Dr. Philip C Slingerland
Sr Engineering Specialist, Machine Intelligence and Exploitation Department
Dr. Slingerland’s work with The Aerospace Corporation focuses on machine learning and computer vision projects for a variety of IC, DoD, and commercial customers. Previously, he spent four years as a data scientist and software developer at Metron Scientific Solutions in support of many Naval Sea Systems Command (NAVSEA) studies. Dr. Slingerland has a background in sensor modeling and characterization, with a PhD in physics studying the performance of terahertz quantum cascade lasers (QCLs) for remote sensing applications.

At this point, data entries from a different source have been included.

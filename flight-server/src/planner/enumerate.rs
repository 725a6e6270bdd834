//! Best-first itinerary enumeration.
//!
//! A Dijkstra-style search over the catalogue index that does not stop at
//! the first arrival. Every simple path from the origin to the destination
//! whose connections fit the layover window is collected, because the
//! cheapest and the fastest itinerary are generally different paths.
//!
//! Candidates pop in order of (duration, total price, push order). A path
//! that reaches the destination is never extended further.

use std::cmp::Ordering;
use std::collections::BinaryHeap;

use chrono::{DateTime, Utc};
use tracing::{debug, trace, warn};

use crate::domain::{City, Itinerary};

use super::catalogue_index::CatalogueIndex;
use super::config::SearchConfig;
use super::deadline::Deadline;
use super::search::SearchError;

/// Heap entry: a partial itinerary plus its ordering keys.
#[derive(Debug)]
struct Candidate {
    itinerary: Itinerary,
    duration_secs: i64,
    price: u64,
    seq: u64,
}

impl PartialEq for Candidate {
    fn eq(&self, other: &Self) -> bool {
        self.cmp(other) == Ordering::Equal
    }
}

impl Eq for Candidate {}

impl Ord for Candidate {
    fn cmp(&self, other: &Self) -> Ordering {
        // BinaryHeap pops the greatest; reversed so the shortest pops first
        other
            .duration_secs
            .cmp(&self.duration_secs)
            .then_with(|| other.price.cmp(&self.price))
            .then_with(|| other.seq.cmp(&self.seq))
    }
}

impl PartialOrd for Candidate {
    fn partial_cmp(&self, other: &Self) -> Option<Ordering> {
        Some(self.cmp(other))
    }
}

/// Min-heap of candidates with FIFO tie-breaking.
#[derive(Debug, Default)]
struct Frontier {
    heap: BinaryHeap<Candidate>,
    next_seq: u64,
}

impl Frontier {
    fn push(&mut self, itinerary: Itinerary) {
        let candidate = Candidate {
            duration_secs: itinerary.duration().num_seconds(),
            price: itinerary.total_price(),
            seq: self.next_seq,
            itinerary,
        };
        self.next_seq += 1;
        self.heap.push(candidate);
    }

    fn pop(&mut self) -> Option<Itinerary> {
        self.heap.pop().map(|c| c.itinerary)
    }

    fn len(&self) -> usize {
        self.heap.len()
    }
}

/// Everything one enumeration found.
#[derive(Debug, Default)]
pub struct Enumeration {
    /// Paths that reached the destination and passed the transit check,
    /// in pop order.
    pub accepted: Vec<Itinerary>,

    /// The first path that reached the destination but skipped the
    /// required transit city.
    pub first_unqualified: Option<Itinerary>,

    /// Number of candidates popped.
    pub explored: usize,
}

/// Enumerates itineraries over one catalogue snapshot.
pub struct PathEnumerator<'a> {
    index: &'a CatalogueIndex,
    config: &'a SearchConfig,
}

impl<'a> PathEnumerator<'a> {
    /// Create a new enumerator.
    pub fn new(index: &'a CatalogueIndex, config: &'a SearchConfig) -> Self {
        Self { index, config }
    }

    /// Collect every qualifying path from `origin` to `destination`.
    ///
    /// With `via` set, a path is accepted only if one of its legs lands in
    /// `via`; others are dropped on arrival and never retried.
    ///
    /// # Errors
    ///
    /// [`SearchError::Timeout`] if `deadline` passes before the queue drains.
    /// No partial result is returned in that case.
    pub fn enumerate(
        &self,
        origin: &City,
        destination: &City,
        via: Option<&City>,
        deadline: &Deadline,
    ) -> Result<Enumeration, SearchError> {
        let mut frontier = Frontier::default();
        for segment in self.index.departures_from(origin) {
            frontier.push(Itinerary::single(segment.clone())?);
        }

        let interval = self.config.check_interval();
        let max_layover = self.config.max_layover();
        let mut result = Enumeration::default();

        while let Some(path) = frontier.pop() {
            if result.explored % interval == 0 && deadline.is_expired() {
                warn!(
                    explored = result.explored,
                    queued = frontier.len(),
                    "search deadline exceeded"
                );
                return Err(SearchError::Timeout);
            }
            result.explored += 1;

            if path.destination() == destination {
                match via {
                    Some(via) if !path.lands_in(via) => {
                        trace!(legs = path.leg_count(), %via, "dropping path that skips transit city");
                        if result.first_unqualified.is_none() {
                            result.first_unqualified = Some(path);
                        }
                    }
                    _ => result.accepted.push(path),
                }
                continue;
            }

            let last = path.last_leg();
            let earliest = last.arrival;
            // Near the end of time nothing can depart later than MAX_UTC
            let latest = earliest
                .checked_add_signed(max_layover)
                .unwrap_or(DateTime::<Utc>::MAX_UTC);

            for next in self
                .index
                .departures_between(&last.destination, earliest, latest)
            {
                if path.contains_segment(&next.id) {
                    continue;
                }
                frontier.push(path.extended(next.clone()));
            }
        }

        debug!(
            %origin,
            %destination,
            accepted = result.accepted.len(),
            explored = result.explored,
            "enumeration complete"
        );

        Ok(result)
    }
}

Trust Throughout the Artificial Intelligence Lifecycle

AI and machine learning have become widespread throughout the defense, government, and commercial sectors. This has led to increased attention on the topic of trust and the role it plays in successfully integrating AI into highconsequence environments where tolerance for risk is low. Driven by recent successes of AI algorithms in a range of applications, users and organizations rely on AI to provide new, faster, and more adaptive capabilities. However, along with those successes have come notable pitfalls, such as bias, vulnerability to adversarial attack, and inability to perform as expected in novel environments. Many types of AI are data-driven, meaning they operate on and learn their internal models directly from data. Therefore, tracking how data were used to build data properties (e.g., training, validation, and testing) is crucial not only to ensure a high-performing model, but also to understand if the AI should be trusted. MLOps, an offshoot of DevSecOps, is a set of best practices meant to standardize and streamline the end-to-end lifecycle of machine learning. In addition to supporting the software development and hardware requirements of AI-based systems, MLOps provides a scaffold by which the attributes of trust can be formally and methodically evaluated. Additionally, MLOps encourages reasoning about trust early and often in the development cycle. To this end, we present a framework that encourages the development of AI-based applications that can be trusted to operate as intended and function safely both with and without human interaction. This framework offers guidance for each phase of the AI lifecycle, utilizing MLOps, through a detailed discussion of pitfalls resulting from not considering trust, metrics for measuring attributes of trust, and mitigations strategies for when risk tolerance is low.